A standalone trailblazer for southbound San Diego County S-1 is posted prior to the Buckman Springs Road interchange. Photos taken 04/04/13 and 08/27/04.
Eastbound Interstate 8 (Kumeyaay Highway) reaches Exit 51, San Diego County S-1 (Buckman Springs Road) south to Campo. This exit also serves the rest area located to the north of the eastbound lanes and south of the westbound lanes. Photos taken 04/04/13 and 01/27/06.
An Interstate 8 reassurance shield is posted after the on-ramp from Buckman Springs Road. Photo taken 04/04/13.
After the Buckman Springs Road interchange, Interstate 8 and U.S. 80 briefly parallel each other. U.S. 80 can be seen to the south of the freeway, following a two-lane, twin-slab concrete highway that dates from the early 1930s. Between here and In-Ko-Pah Park, Interstate 8 will remain north of U.S. 80, although the two highways will closely parallel each other for much of this distance (except near Jacumba, where Interstate 8 takes the more direct route by avoiding Jacumba). Photo taken 08/27/04.
The next exit along eastbound Interstate 8 is Exit 54, Kitchen Creek Road north to Cibbets Flats and Cameron Road south to Cameron Station. The sign was replaced with an exit number sign by 2010. Photos taken 04/04/13 and 08/27/04.
Eastbound Interstate 8 reaches Exit 54, Kitchen Creek Road north to Cibbets Flats and Cameron Road south to Cameron Station. A noticeable change between 2004 and 2013 was the addition of the 500kV Sunrise Powerlink pylons now visible on the distant hillside beyond the Kitchen Creek interchange. Photos taken 04/04/13 and 08/27/04.
Interstate 8 passes through the Kitchen Creek Road interchange. Photo taken 03/12/10.
Interstate 8 prepares to merge with the on-ramp from Kitchen Creek Road. Photos taken 04/04/13 and 01/27/06.
An Interstate 8 reassurance shield is posted after the on-ramp from Kitchen Creek Road. Photo taken 03/12/10.
After Exit 54 (Kitchen Creek Road/Cameron Road), the freeway begins to ascend again, this time toward Crestwood Summit. The Sunrise Powerlink, which was completed in 2012, crosses over Interstate 8 for the first time as a 500kV power line. The previous crossing (west of Alpine) was below ground and not easily visible from the freeway. A significant bridge along this stretch carries Interstate 8 over La Posta Road; it is shown in the last two pictures of this series. Photos taken 04/04/13, 03/12/10, 01/27/06, and 08/27/04.

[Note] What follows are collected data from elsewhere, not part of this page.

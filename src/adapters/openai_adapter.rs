//! OpenAI-compatible chat completions transport.
//!
//! Every configured provider speaks `POST {base_url}/chat/completions`
//! with bearer authentication.

use crate::domain::error::StockpickError;
use crate::domain::llm::{ChatRequest, Provider};
use crate::ports::chat_port::ChatPort;
use reqwest::blocking::Client;
use serde::{Deserialize, Serialize};
use std::time::{Duration, Instant};
use tracing::{debug, warn};

pub const DEFAULT_TIMEOUT_SECS: u64 = 120;
const CONNECT_TIMEOUT: Duration = Duration::from_secs(10);

#[derive(Debug, Serialize)]
struct CompletionRequest<'a> {
    model: &'a str,
    messages: Vec<CompletionMessage<'a>>,
    temperature: f64,
    max_tokens: u32,
}

#[derive(Debug, Serialize)]
struct CompletionMessage<'a> {
    role: &'static str,
    content: &'a str,
}

#[derive(Debug, Deserialize)]
struct CompletionResponse {
    #[serde(default)]
    choices: Vec<CompletionChoice>,
}

#[derive(Debug, Deserialize)]
struct CompletionChoice {
    message: CompletionResponseMessage,
}

#[derive(Debug, Deserialize)]
struct CompletionResponseMessage {
    #[serde(default)]
    content: Option<String>,
}

pub struct OpenAiAdapter {
    client: Client,
}

impl OpenAiAdapter {
    pub fn new(timeout: Duration) -> Result<Self, StockpickError> {
        let client = Client::builder()
            .timeout(timeout)
            .connect_timeout(CONNECT_TIMEOUT)
            .build()
            .map_err(|e| StockpickError::Llm {
                reason: format!("failed to build HTTP client: {e}"),
            })?;
        Ok(Self { client })
    }

    fn endpoint(base_url: &str) -> String {
        format!("{}/chat/completions", base_url.trim_end_matches('/'))
    }

    fn body<'a>(provider: &'a Provider, request: &'a ChatRequest) -> CompletionRequest<'a> {
        let mut messages = Vec::with_capacity(2);
        if let Some(system) = request.system_prompt.as_deref() {
            messages.push(CompletionMessage {
                role: "system",
                content: system,
            });
        }
        messages.push(CompletionMessage {
            role: "user",
            content: &request.prompt,
        });
        CompletionRequest {
            model: &provider.model_id,
            messages,
            temperature: request.temperature,
            max_tokens: request.max_tokens,
        }
    }
}

fn first_content(response: CompletionResponse) -> Result<String, StockpickError> {
    response
        .choices
        .into_iter()
        .next()
        .and_then(|c| c.message.content)
        .ok_or_else(|| StockpickError::Llm {
            reason: "response contained no choices".into(),
        })
}

impl ChatPort for OpenAiAdapter {
    fn complete(&self, provider: &Provider, request: &ChatRequest) -> Result<String, StockpickError> {
        let url = Self::endpoint(&provider.base_url);
        let start = Instant::now();

        let response = self
            .client
            .post(&url)
            .bearer_auth(&provider.api_key)
            .json(&Self::body(provider, request))
            .send()
            .map_err(|e| StockpickError::Llm {
                reason: format!("request to {} failed: {e}", provider.name),
            })?;

        let status = response.status();
        if !status.is_success() {
            let text = response.text().unwrap_or_default();
            warn!(provider = %provider.id, %status, "chat completion rejected");
            return Err(StockpickError::Llm {
                reason: format!("{} returned {status}: {text}", provider.name),
            });
        }

        let parsed: CompletionResponse = response.json().map_err(|e| StockpickError::Llm {
            reason: format!("invalid response from {}: {e}", provider.name),
        })?;
        let content = first_content(parsed)?;
        debug!(
            provider = %provider.id,
            model = %provider.model_id,
            latency_ms = start.elapsed().as_millis() as u64,
            chars = content.len(),
            "chat completion"
        );
        Ok(content)
    }
}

Interstate 8 between Exit 33 (Business Loop I-8/Alpine Boulevard and West Willows Road) and Exit 61 is within the Cleveland National Forest. Although much of the national forest is not a traditional forest with ample trees, but it includes three sets of mountains within the Peninsular Range:-Santa Ana,-Palomar,-and-Laguna (Cuyamaca)-Mountains. Traditional forests are more common at higher elevations, while the areas along Interstate 8 contain more shrubs and large brush such as chaparral. Photo taken 01/27/06.
After departing the national forest, Interstate 8 continues to gain in elevation as the freeway approaches Crestwood Summit. Photo taken 01/27/06.
The next exit along eastbound Interstate 8 (Kumeyaay Highway) is Exit 61, Crestwood Road and Live Oak Springs Road. Use Exit 61 to Old Highway 80, a county-maintained road that parallels Interstate 8 to Boulevard, then aims southeast toward Jacumba. Photos taken 04/04/13 and 08/27/04.
Crestwood Summit comes into view as Interstate 8 approaches another 4,000+ foot elevation. Photo taken 03/12/10.
Prior to Exit 61, Interstate 8 again rises to another summit (divide), this time at Crestwood Summit, elevation 4,181 feet. This is the second of three such summits; the first was at Laguna Summit and the last one is at Tecate Divide. Photo taken 04/04/13.
Use Exit 61 to the Campo, La Posta, and Manzanita Indian Reservations. This exit has the Golden Acorn Casino, which is located on an Indian Reservation and also functions as a truck stop. This is the best location for motorist services in either direction for many miles. Photo taken 04/04/13.
Eastbound Interstate 8 (Kumeyaay Highway) reaches Exit 61, Crestwood Road, Live Oak Springs Road, and Old Highway 80 east (alternate route to Boulevard and Jacumba). Motorist services at this exit include gas and food at the Golden Acorn Casino. Photos taken 04/04/13 and 08/27/04.
This Interstate 8 reassurance shield assembly is posted after the on-ramp from Exit 61, Crestwood Road and Live Oak Springs Road. In 2004, there were no wind turbines, but they were present by 2006. Photos taken 01/27/06 and 08/27/04.
Immediately after the Crestwood Road/Live Oak Springs/Golden Acorn Interchange (Exit 61), a large wind turbine farm comes into view on eastbound Interstate 8. This suite of photos shows the wind farm. The turbines are huge, especially when compared with the cars and landscape. Photos taken 01/27/06.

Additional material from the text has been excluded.